While routines and schedules are good, clinical psychologist Charity Mkone, from the South African Depression and Anxiety Group (Sadag), says too much over-planning can create extra pressure, especially for those with mental-health issues.
Take it one day at a time, and don’t over-plan your daily schedules, she says.
It’s a difficult time for people with mental-health issues, as Covid-19 has created a lot of uncertainty that can aggravate anxiety, Ms Mkone says.
It is important to know what is in and out of your control, she says. And the number of infections, consequences of the lockdown and the duration of the lockdown are beyond it. “It is a difficult time for everyone, and although it may feel personal, we are in this together, and it is affecting everyone globally. It is not geared towards anyone in particular, and all we can do now is to keep safe and to listen and obey government’s regulations for the lockdown.”

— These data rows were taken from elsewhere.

//! `create-momo [name]`: shorthand for `momo create [name]`, suitable for
//! `pnpm create momo` / `npm create momo`.

use std::process::ExitCode;

use clap::Parser;

use momo_cli::cli::{Cli, CreateMomoCli};

fn main() -> ExitCode {
    momo_cli::start(|| CreateMomoCli::try_parse().map(Cli::from))
}
//! Filesystem adapters.

mod local;
mod memory;

pub use local::LocalFilesystem;
pub use memory::MemoryFilesystem;
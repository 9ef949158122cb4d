//! Tracing subscriber initialisation.
//!
//! Only the CLI crate calls [`init_logging`]; `momo-core` and
//! `momo-adapters` only *emit* spans and events.
//!
//! # Verbosity mapping
//!
//! | Flag(s)  | Filter level |
//! |----------|--------------|
//! | (none)   | WARN         |
//! | `-v`     | INFO         |
//! | `-vv`    | DEBUG        |
//! | `-vvv`   | TRACE        |
//! | `--quiet`| ERROR        |
//!
//! `RUST_LOG` overrides all of the above if set.

use std::io::IsTerminal as _;

use tracing_subscriber::{EnvFilter, layer::SubscriberExt, util::SubscriberInitExt};

use crate::cli::GlobalArgs;

/// Crates whose events are shown at the chosen level.
const CRATES: [&str; 3] = ["momo_cli", "momo_core", "momo_adapters"];

/// Initialise the global tracing subscriber.
///
/// Must be called exactly once, before any tracing macros fire.
pub fn init_logging(args: &GlobalArgs) -> anyhow::Result<()> {
    let level = derive_level(args);

    let filter = EnvFilter::try_from_default_env()
        .unwrap_or_else(|_| EnvFilter::new(filter_directives(level)));

    let use_ansi = !args.no_color && std::io::stderr().is_terminal();

    let fmt_layer = tracing_subscriber::fmt::layer()
        .with_target(false)
        .with_thread_ids(false)
        .with_file(false)
        .with_line_number(false)
        .with_ansi(use_ansi)
        .with_writer(std::io::stderr);

    tracing_subscriber::registry()
        .with(filter)
        .with(fmt_layer)
        .try_init()
        .map_err(|e| anyhow::anyhow!("Failed to initialise tracing: {e}"))?;

    Ok(())
}

/// Translate the verbosity counter + quiet flag to a level string.
fn derive_level(args: &GlobalArgs) -> &'static str {
    if args.quiet {
        return "error";
    }
    match args.verbose {
        0 => "warn",
        1 => "info",
        2 => "debug",
        _ => "trace",
    }
}

/// `momo_cli=<level>,momo_core=<level>,...`; everything else stays at warn.
fn filter_directives(level: &str) -> String {
    let mut directives = vec!["warn".to_string()];
    directives.extend(CRATES.iter().map(|krate| format!("{krate}={level}")));
    directives.join(",")
}
//! Application configuration.
//!
//! [`AppConfig`] is loaded once at startup and passed down by value.  The
//! CLI layer owns loading and saving; core only sees the resulting
//! [`MomoConfig`].
//!
//! # Resolution order (highest priority first)
//!
//! 1. CLI flags (handled at the call-site, not here)
//! 2. `MOMO_*` environment variables (`MOMO_MANAGER=bun`)
//! 3. Config file: `--config`, else `./momo.config.json`, else
//!    `~/.momo/config.json`
//! 4. Built-in defaults (always present)

use std::path::{Path, PathBuf};

use anyhow::Context;
use config::{Config, Environment, File, FileFormat};
use serde_json::{Map, Value};
use tracing::{debug, warn};

use momo_core::domain::{CONFIG_FILE, MomoConfig, to_pretty_json};

/// Keys `MomoConfig` knows, in their JSON spelling.
const KNOWN_KEYS: [&str; 5] = ["scope", "packageScope", "author", "license", "manager"];

/// Loaded configuration plus the file it belongs to.
#[derive(Debug, Clone)]
pub struct AppConfig {
    /// Effective settings.
    pub settings: MomoConfig,
    /// File that `config set` writes to.
    pub path: PathBuf,
}

impl AppConfig {
    /// Load configuration for an invocation in `cwd`.
    ///
    /// An unreadable or invalid file logs a warning and falls back to the
    /// defaults. Only failing to locate the home directory is an error.
    pub fn load(explicit: Option<&Path>, cwd: &Path) -> anyhow::Result<Self> {
        let path = Self::resolve_path(explicit, cwd)?;

        let settings = match read_layers(&path, true) {
            Ok(settings) => settings,
            Err(e) => {
                warn!("Invalid configuration in {}. Using defaults. ({e:#})", path.display());
                MomoConfig::default()
            }
        };

        debug!(path = %path.display(), manager = %settings.manager, "Configuration loaded");
        Ok(Self { settings, path })
    }

    /// The file settings are read from and saved to.
    pub fn resolve_path(explicit: Option<&Path>, cwd: &Path) -> anyhow::Result<PathBuf> {
        if let Some(path) = explicit {
            return Ok(path.to_path_buf());
        }
        let local = cwd.join(CONFIG_FILE);
        if local.is_file() {
            return Ok(local);
        }
        Self::global_path()
    }

    /// `~/.momo/config.json`.
    pub fn global_path() -> anyhow::Result<PathBuf> {
        let dirs = directories::BaseDirs::new().context("Cannot locate the home directory")?;
        Ok(dirs.home_dir().join(".momo").join("config.json"))
    }

    /// Settings stored in the file alone, without environment overrides.
    /// This is what `config set` starts from.
    pub fn stored(&self) -> anyhow::Result<MomoConfig> {
        read_layers(&self.path, false)
    }

    /// Validate and write `settings` to [`Self::path`] as pretty JSON,
    /// creating the parent directory when needed.
    pub fn save(&self, settings: &MomoConfig) -> anyhow::Result<PathBuf> {
        settings
            .validate()
            .map_err(|e| anyhow::anyhow!("Invalid configuration: {e}"))?;

        if let Some(parent) = self.path.parent().filter(|p| !p.as_os_str().is_empty()) {
            std::fs::create_dir_all(parent)
                .with_context(|| format!("Failed to create {}", parent.display()))?;
        }

        let value = serde_json::to_value(settings).context("Failed to serialise config")?;
        std::fs::write(&self.path, to_pretty_json(&value))
            .with_context(|| format!("Failed to write {}", self.path.display()))?;

        debug!(path = %self.path.display(), "Configuration saved");
        Ok(self.path.clone())
    }
}

/// Merge the optional JSON file and, when `with_env`, `MOMO_*` variables.
fn read_layers(path: &Path, with_env: bool) -> anyhow::Result<MomoConfig> {
    let mut builder = Config::builder().add_source(
        File::from(path)
            .format(FileFormat::Json)
            .required(false),
    );
    if with_env {
        builder = builder.add_source(Environment::with_prefix("MOMO"));
    }

    let raw: Map<String, Value> = builder
        .build()
        .with_context(|| format!("Failed to read {}", path.display()))?
        .try_deserialize()
        .context("Failed to parse configuration")?;

    let normalised: Map<String, Value> = raw
        .into_iter()
        .map(|(key, value)| (canonical_key(&key), value))
        .collect();

    let settings: MomoConfig = serde_json::from_value(Value::Object(normalised))
        .context("Configuration does not match the schema")?;
    settings.validate()?;
    Ok(settings)
}

/// Map `packagescope` / `package_scope` (env spelling) back to `packageScope`.
fn canonical_key(key: &str) -> String {
    let squashed = key.replace('_', "");
    KNOWN_KEYS
        .iter()
        .find(|known| known.eq_ignore_ascii_case(&squashed))
        .map(|known| known.to_string())
        .unwrap_or_else(|| key.to_string())
}

#[cfg(test)]
mod tests {
    use super::*;
    use momo_core::domain::PackageManager;
    use tempfile::TempDir;

    fn app_config(dir: &TempDir) -> AppConfig {
        AppConfig {
            settings: MomoConfig::default(),
            path: dir.path().join(CONFIG_FILE),
        }
    }

    #[test]
    fn canonical_keys() {
        assert_eq!(canonical_key("package_scope"), "packageScope");
        assert_eq!(canonical_key("packagescope"), "packageScope");
        assert_eq!(canonical_key("MANAGER"), "manager");
        assert_eq!(canonical_key("telemetry"), "telemetry");
    }

    #[test]
    fn local_file_wins_over_global() {
        let dir = TempDir::new().unwrap();
        std::fs::write(dir.path().join(CONFIG_FILE), "{}").unwrap();
        let path = AppConfig::resolve_path(None, dir.path()).unwrap();
        assert_eq!(path, dir.path().join(CONFIG_FILE));
    }

    #[test]
    fn explicit_path_wins() {
        let dir = TempDir::new().unwrap();
        let explicit = dir.path().join("custom.json");
        let path = AppConfig::resolve_path(Some(&explicit), dir.path()).unwrap();
        assert_eq!(path, explicit);
    }

    #[test]
    fn missing_file_gives_defaults() {
        let dir = TempDir::new().unwrap();
        let config = app_config(&dir);
        assert_eq!(config.stored().unwrap(), MomoConfig::default());
    }

    #[test]
    fn save_then_read_back() {
        let dir = TempDir::new().unwrap();
        let config = AppConfig {
            settings: MomoConfig::default(),
            path: dir.path().join("nested").join("config.json"),
        };
        let updated = MomoConfig::default().with_value("manager", "bun").unwrap();
        config.save(&updated).unwrap();

        let text = std::fs::read_to_string(&config.path).unwrap();
        assert!(text.contains("  \"manager\": \"bun\""));
        assert_eq!(config.stored().unwrap().manager, PackageManager::Bun);
    }

    #[test]
    fn invalid_file_falls_back_to_defaults() {
        let dir = TempDir::new().unwrap();
        std::fs::write(dir.path().join(CONFIG_FILE), r#"{ "scope": "no-at-sign" }"#).unwrap();
        let config = AppConfig::load(None, dir.path()).unwrap();
        assert_eq!(config.settings, MomoConfig::default());
        assert_eq!(config.path, dir.path().join(CONFIG_FILE));
    }

    #[test]
    fn save_rejects_invalid_settings() {
        let dir = TempDir::new().unwrap();
        let config = app_config(&dir);
        let bad = MomoConfig {
            scope: "momo".into(),
            ..MomoConfig::default()
        };
        assert!(config.save(&bad).is_err());
        assert!(!config.path.exists());
    }
}
//! Terminal prompts.
//!
//! With the `interactive` feature and a terminal on both stdin and stderr,
//! questions go through dialoguer. Otherwise every prompt fails with
//! `PromptUnavailable` instead of blocking, so scripts get an error that
//! names the flag they forgot.

use momo_core::{
    application::{ApplicationError, ports::Prompter},
    error::MomoResult,
};

/// Pick the prompter for this process.
pub fn terminal_prompter() -> Box<dyn Prompter> {
    #[cfg(feature = "interactive")]
    {
        use std::io::IsTerminal;
        if std::io::stdin().is_terminal() && std::io::stderr().is_terminal() {
            return Box::new(DialoguerPrompter::new());
        }
    }
    Box::new(NonInteractivePrompter)
}

/// Refuses every question.
#[derive(Debug, Clone, Copy, Default)]
pub struct NonInteractivePrompter;

fn unavailable<T>(prompt: &str) -> MomoResult<T> {
    Err(ApplicationError::PromptUnavailable {
        prompt: prompt.to_string(),
    }
    .into())
}

impl Prompter for NonInteractivePrompter {
    fn select(&self, prompt: &str, _items: &[String], _default: usize) -> MomoResult<Option<usize>> {
        unavailable(prompt)
    }

    fn input(&self, prompt: &str, _default: &str) -> MomoResult<Option<String>> {
        unavailable(prompt)
    }

    fn confirm(&self, prompt: &str, _default: bool) -> MomoResult<Option<bool>> {
        unavailable(prompt)
    }
}

#[cfg(feature = "interactive")]
pub use interactive::DialoguerPrompter;

#[cfg(feature = "interactive")]
mod interactive {
    use dialoguer::{Confirm, Input, Select, theme::ColorfulTheme};

    use momo_core::{
        application::{ApplicationError, ports::Prompter},
        error::{MomoError, MomoResult},
    };

    /// dialoguer-backed prompts on stderr. Esc / `q` cancel.
    pub struct DialoguerPrompter {
        theme: ColorfulTheme,
    }

    impl DialoguerPrompter {
        pub fn new() -> Self {
            Self {
                theme: ColorfulTheme::default(),
            }
        }
    }

    impl Default for DialoguerPrompter {
        fn default() -> Self {
            Self::new()
        }
    }

    fn failed(err: dialoguer::Error) -> MomoError {
        match err {
            dialoguer::Error::IO(e) if e.kind() == std::io::ErrorKind::Interrupted => {
                ApplicationError::Cancelled.into()
            }
            other => ApplicationError::PromptFailed(other.to_string()).into(),
        }
    }

    impl Prompter for DialoguerPrompter {
        fn select(&self, prompt: &str, items: &[String], default: usize) -> MomoResult<Option<usize>> {
            Select::with_theme(&self.theme)
                .with_prompt(prompt)
                .items(items)
                .default(default.min(items.len().saturating_sub(1)))
                .interact_opt()
                .map_err(failed)
        }

        fn input(&self, prompt: &str, default: &str) -> MomoResult<Option<String>> {
            let mut input = Input::<String>::with_theme(&self.theme).with_prompt(prompt);
            if !default.is_empty() {
                input = input.default(default.to_string());
            }
            match input.interact_text() {
                Ok(text) => Ok(Some(text.trim().to_string())),
                Err(dialoguer::Error::IO(e)) if e.kind() == std::io::ErrorKind::Interrupted => {
                    Ok(None)
                }
                Err(e) => Err(failed(e)),
            }
        }

        fn confirm(&self, prompt: &str, default: bool) -> MomoResult<Option<bool>> {
            Confirm::with_theme(&self.theme)
                .with_prompt(prompt)
                .default(default)
                .interact_opt()
                .map_err(failed)
        }
    }
}

#[cfg(test)]
mod tests {
    use super::*;
    use momo_core::error::MomoError;

    #[test]
    fn non_interactive_names_the_prompt() {
        let err = NonInteractivePrompter
            .select("Where should zod be installed?", &["web (app)".into()], 0)
            .unwrap_err();
        assert!(matches!(
            &err,
            MomoError::Application(ApplicationError::PromptUnavailable { prompt })
                if prompt == "Where should zod be installed?"
        ));
    }

    #[test]
    fn non_interactive_refuses_input_and_confirm() {
        assert!(NonInteractivePrompter.input("name?", "acme").is_err());
        assert!(NonInteractivePrompter.confirm("sure?", true).is_err());
    }
}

Ms Mkone says it is important to have down time to switch off from the news and reports about Covid-19.
Clinical psychologist Viwe Dweba advises living each day intentionally to counter anxiety brought on by the unusual nature of the lockdown – get out of bed, make your bed and get out of your pyjamas, and stick to a routine by continuing to work from home, if possible.
Take care of your body, she says, because physical health is linked to mental health.
Your surroundings can also affect your mood. “Keep your home clean and do laundry. Sunshine is a natural mood lifter, so open your windows and your curtains.”.
Ms Dweba also recommends talking to friends regularly through video calls, messaging and phone calls.